Пана Казимира в тот день не было дома, он по служебным делам уехал в Люблин. Кристофа и Регину я встретил на подходе. Хозяйка отпустила их — отпустила много раньше обычного! И, значит, в доме она теперь оставалась одна. Сердце моё учащённо забилось. Я, будто невесомая пушинка, увлечённая ветром, взлетел во второй этаж. Я растерял по дороге все сколько-нибудь замечательные мысли, с каких намеревался начать разговор с пани, я напрочь позабыл все сколько-нибудь приличные поводы, по каким молодой человек имеет основание зайти к замужней женщине в отсутствие мужа. Положившись на свою планету, какая до сих пор вела меня по жизни, а попросту говоря, доверившись беспечно обстоятельствам и смекалке, я решительно постучал в дверь.
«Входите, Анри!..» — был ответ.
Я вошёл и сказал первое, что высветилось у меня в сознании:
«Простите, мадам, я, кажется, забыл у вас курительную трубку».
«Да, конечно!
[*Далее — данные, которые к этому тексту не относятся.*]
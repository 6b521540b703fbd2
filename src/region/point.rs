//! Block positions and world locations.

use serde::{Deserialize, Serialize};

use crate::core::ids::WorldId;

/// Integer block position. Serialized as `[x, y, z]`.
#[derive(Clone, Copy, Debug, Default, PartialEq, Eq, Hash, Serialize, Deserialize)]
#[serde(from = "[i32; 3]", into = "[i32; 3]")]
pub struct BlockPos {
    /// East/west axis.
    pub x: i32,
    /// Vertical axis.
    pub y: i32,
    /// North/south axis.
    pub z: i32,
}

impl BlockPos {
    /// Create a new position.
    #[must_use]
    pub const fn new(x: i32, y: i32, z: i32) -> Self {
        Self { x, y, z }
    }

    /// Componentwise minimum.
    #[must_use]
    pub fn min(self, other: Self) -> Self {
        Self::new(self.x.min(other.x), self.y.min(other.y), self.z.min(other.z))
    }

    /// Componentwise maximum.
    #[must_use]
    pub fn max(self, other: Self) -> Self {
        Self::new(self.x.max(other.x), self.y.max(other.y), self.z.max(other.z))
    }

    /// True if every component is `<=` the matching component of `other`.
    #[must_use]
    pub const fn le_all(self, other: Self) -> bool {
        self.x <= other.x && self.y <= other.y && self.z <= other.z
    }
}

impl From<[i32; 3]> for BlockPos {
    fn from([x, y, z]: [i32; 3]) -> Self {
        Self::new(x, y, z)
    }
}

impl From<BlockPos> for [i32; 3] {
    fn from(pos: BlockPos) -> Self {
        [pos.x, pos.y, pos.z]
    }
}

impl std::fmt::Display for BlockPos {
    fn fmt(&self, f: &mut std::fmt::Formatter<'_>) -> std::fmt::Result {
        write!(f, "({}, {}, {})", self.x, self.y, self.z)
    }
}

/// A block position in a specific world.
#[derive(Clone, Debug, PartialEq, Eq, Hash, Serialize, Deserialize)]
pub struct Location {
    /// The coordinate space.
    pub world: WorldId,
    /// The position inside it.
    pub pos: BlockPos,
}

impl Location {
    /// Create a new location.
    pub fn new(world: impl Into<WorldId>, x: i32, y: i32, z: i32) -> Self {
        Self {
            world: world.into(),
            pos: BlockPos::new(x, y, z),
        }
    }
}

#[cfg(test)]
mod tests {
    use super::*;

    #[test]
    fn test_min_max() {
        let a = BlockPos::new(1, 9, -3);
        let b = BlockPos::new(4, 2, -8);
        assert_eq!(a.min(b), BlockPos::new(1, 2, -8));
        assert_eq!(a.max(b), BlockPos::new(4, 9, -3));
        assert!(a.min(b).le_all(a.max(b)));
    }

    #[test]
    fn test_serialized_as_array() {
        let pos = BlockPos::new(1, -2, 3);
        assert_eq!(serde_json::to_string(&pos).unwrap(), "[1,-2,3]");
        let back: BlockPos = serde_json::from_str("[1,-2,3]").unwrap();
        assert_eq!(back, pos);
    }
}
Вы оставили её на постели», — ответила она, хотя отлично знала, что никакой трубки в её покоях (а тем более на постели) и быть не могло, ибо я не страдал пагубной привычкой курить табак.
Должно быть, недоумение отразилось у меня на лице. Пани Изольда улыбнулась и заперла дверь:
«Ищите же свою трубку!»
Последнее ясное размышление, которое меня в тот день посетило, было о том, что, стало быть, и среди полячек вошли в моду амуры с французами после романа императора и Марии Валевской.
«Я люблю вас, пани Изольда!..»
Приблизившись к ней, я начал искать — с нежностью, на какую только был способен, но и с уверенностью, которая мнится мне в известной степени необходимой, позволяющей мужчине обнаружить себя перед дамой человеком решительным, однако недостаточной для того, чтобы выглядеть ловеласом. Дурак бы я был, коли сию минуту не продолжал бы говорить что-нибудь о любви. И я нёс какую-то несуразицу, а какую — вряд ли припомню. В голове у меня тогда царило желание. Оно и запомнилось.